The safety plan for any nuclear power plant reads like a doomsday book. Earthquakes, floods, airplane crashes, mass evacuations, terrorist attacks, hurricanes, tornadoes -- all are disaster scenarios deemed a risk to reactor safety. The most likely threat, however, involves none of these headline cataclysms.
Fires regularly occur at the 104 U.S. nuclear plants, nearly 10 times a year on average. About half the accidents that threaten reactor cores begin with fires that can start from a short circuit in an electric cable, a spark that ignites the oil in a pump, or an explosion in a transformer. Even a small fire could trigger a chain of events that threatens a meltdown, and some have come close.

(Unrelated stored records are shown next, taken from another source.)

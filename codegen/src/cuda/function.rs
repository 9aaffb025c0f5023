//! Function and method definitions.
//!
//! Each callable is converted once per reference-qualification variant. The
//! variants share one body; only the signature differs, so overload
//! resolution picks `&` for named arguments and `&&` for temporaries.

use std::collections::HashMap;
use std::sync::Arc;

use gpumap_ir::{ClassDescriptor, ClosureParam, FunctionIr, MethodIr, Registry, Type};
use itertools::Itertools;
use tracing::debug;

use super::stmt::translate_body;
use super::types::{capture_ident, capture_label, ident, param_list, return_label, variant_count};
use crate::error::{Construct, Error, Result, UnsupportedSnafu};

/// Per-conversion state: the symbol table, the capture table and output
/// indentation.
pub struct FunctionContext<'a> {
    registry: &'a Registry,
    /// Qualified name for diagnostics.
    name: String,
    receiver: Option<(&'a str, &'a Arc<ClassDescriptor>)>,
    captures: &'a [ClosureParam],
    /// Innermost scope last. A local's type is `None` when it cannot be
    /// inferred statically.
    scopes: Vec<HashMap<String, Option<Type>>>,
    iterators: usize,
    depth: usize,
}

impl<'a> FunctionContext<'a> {
    pub fn new(registry: &'a Registry, name: impl Into<String>, captures: &'a [ClosureParam]) -> Self {
        Self {
            registry,
            name: name.into(),
            receiver: None,
            captures,
            scopes: vec![HashMap::new()],
            iterators: 0,
            depth: 1,
        }
    }

    pub fn with_receiver(mut self, name: &'a str, class: &'a Arc<ClassDescriptor>) -> Self {
        self.receiver = Some((name, class));
        self
    }

    pub fn registry(&self) -> &'a Registry {
        self.registry
    }

    pub fn function_name(&self) -> &str {
        &self.name
    }

    pub fn receiver(&self) -> Option<(&'a str, &'a Arc<ClassDescriptor>)> {
        self.receiver
    }

    pub fn is_receiver(&self, name: &str) -> bool {
        self.receiver.is_some_and(|(receiver, _)| receiver == name)
    }

    /// Known type of a declared local, innermost scope first.
    pub fn local(&self, name: &str) -> Option<&Option<Type>> {
        self.scopes.iter().rev().find_map(|scope| scope.get(name))
    }

    pub fn is_local(&self, name: &str) -> bool {
        self.local(name).is_some()
    }

    pub fn declare(&mut self, name: &str, ty: Option<Type>) {
        if let Some(scope) = self.scopes.last_mut() {
            scope.insert(name.to_string(), ty);
        }
    }

    pub fn capture(&self, name: &str) -> Option<&'a ClosureParam> {
        self.captures.iter().find(|c| c.name == name)
    }

    pub fn captures(&self) -> &'a [ClosureParam] {
        self.captures
    }

    /// Whether `name` refers to a receiver, local or capture rather than a
    /// global.
    pub fn is_bound(&self, name: &str) -> bool {
        self.is_receiver(name) || self.is_local(name) || self.capture(name).is_some()
    }

    pub fn push_scope(&mut self) {
        self.scopes.push(HashMap::new());
        self.depth += 1;
    }

    pub fn pop_scope(&mut self) {
        self.scopes.pop();
        self.depth = self.depth.saturating_sub(1);
    }

    /// Fresh `__iterator_N` name, numbered from 1 per conversion.
    pub fn next_iterator(&mut self) -> String {
        self.iterators += 1;
        format!("__iterator_{}", self.iterators)
    }

    pub fn indent(&self) -> String {
        "    ".repeat(self.depth)
    }

    pub fn emit(&self, out: &mut Vec<String>, line: impl AsRef<str>) {
        out.push(format!("{}{}", self.indent(), line.as_ref()));
    }

    pub fn unsupported(&self, construct: Construct) -> Error {
        UnsupportedSnafu { construct, function: self.name.clone() }.build()
    }
}

/// A function or method to convert.
#[derive(Debug, Clone, Copy)]
pub enum Callable<'a> {
    Function(&'a FunctionIr),
    Method(&'a MethodIr),
}

impl<'a> Callable<'a> {
    pub fn ir(&self) -> &'a FunctionIr {
        match self {
            Self::Function(function) => function,
            Self::Method(method) => &method.function,
        }
    }

    /// Parameters that appear in the device signature.
    pub fn params(&self) -> impl Iterator<Item = (&'a str, &'a Type)> + 'a {
        let ir = self.ir();
        let skip = usize::from(matches!(self, Self::Method(_)));
        ir.params.iter().zip(&ir.param_types).skip(skip).map(|(n, t)| (n.as_str(), t))
    }

    pub fn variants(&self) -> usize {
        variant_count(self.params().map(|(_, ty)| ty))
    }

    pub fn qualified_name(&self) -> String {
        match self {
            Self::Function(function) => function.name.clone(),
            Self::Method(method) => format!("{}.{}", method.owner.name, method.name()),
        }
    }
}

/// Capture parameters appended after the declared ones.
fn capture_params(captures: &[ClosureParam]) -> impl Iterator<Item = String> + '_ {
    captures.iter().map(|c| format!("{} {}", capture_label(&c.ty), capture_ident(&c.name)))
}

/// Out-of-class signature without the trailing `;` or body.
pub fn signature(callable: Callable<'_>, variant: usize, captures: &[ClosureParam]) -> String {
    let mut params = param_list(callable.params(), variant);
    params.extend(capture_params(captures));
    match callable {
        Callable::Function(function) => format!(
            "__device__ {} {}({})",
            return_label(function.ret.as_ref()),
            ident(&function.name),
            params.join(", ")
        ),
        Callable::Method(method) if method.is_constructor => {
            format!("__device__ {0}::{0}({1})", method.owner.name, params.join(", "))
        }
        Callable::Method(method) => format!(
            "__device__ {} {}::{}({})",
            return_label(method.function.ret.as_ref()),
            method.owner.name,
            ident(method.name()),
            params.join(", ")
        ),
    }
}

/// Free-function prototype for one variant.
pub fn prototype(function: &FunctionIr, variant: usize, captures: &[ClosureParam]) -> String {
    format!("{};", signature(Callable::Function(function), variant, captures))
}

/// In-class method declaration for one variant.
pub fn method_declaration(method: &MethodIr, variant: usize, captures: &[ClosureParam]) -> String {
    let mut params = param_list(Callable::Method(method).params(), variant);
    params.extend(capture_params(captures));
    let params = params.join(", ");
    if method.is_constructor {
        format!("__device__ {} ({params});", method.owner.name)
    } else {
        format!("__device__ {} {} ({params});", return_label(method.function.ret.as_ref()), ident(method.name()))
    }
}

/// Translate one variant of a function or method into a device definition.
///
/// Every callable takes the captures as trailing parameters, spelled with
/// [`capture_ident`] so they cannot collide with declared names.
pub fn convert(
    registry: &Registry,
    callable: Callable<'_>,
    variant: usize,
    captures: &[ClosureParam],
) -> Result<String> {
    let ir = callable.ir();
    let name = callable.qualified_name();

    let mut ctx = FunctionContext::new(registry, name.clone(), captures);
    if ir.def.is_async {
        return Err(ctx.unsupported(Construct::AsyncFunction));
    }
    if let Callable::Method(method) = callable {
        ctx = ctx.with_receiver(method.receiver(), &method.owner);
    }
    for (param, ty) in callable.params() {
        ctx.declare(param, Some(ty.clone()));
    }

    let mut body = Vec::new();
    translate_body(&ir.def.body, &mut ctx, &mut body)?;

    let mut lines = Vec::with_capacity(body.len() + 2);
    lines.push(format!("{} {{", signature(callable, variant, captures)));
    lines.extend(body);
    lines.push("}".to_string());

    debug!(function = %name, variant, lines = lines.len(), "converted");
    Ok(lines.into_iter().join("\n"))
}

Just a year ago, a South Carolina nuclear plant suffered two fires in a single day -- ironically on the 31st anniversary of the nation's worst nuclear accident at Three Mile Island. The seven-hour crisis escaped much national notice even though it left half the plant without adequate power or a reliable supply of cooling water for its reactors, a situation worsened by workers' unfamiliarity with the proper safety response.
Despite growing concerns, the Nuclear Regulatory Commission hardly ever issues serious penalties for fires, preferring instead for voluntary compliance and slaps on the wrist, a review by iWatch News found. The South Carolina plant, for instance, received low-level written citations that carried no penalty after the March 2010 fires.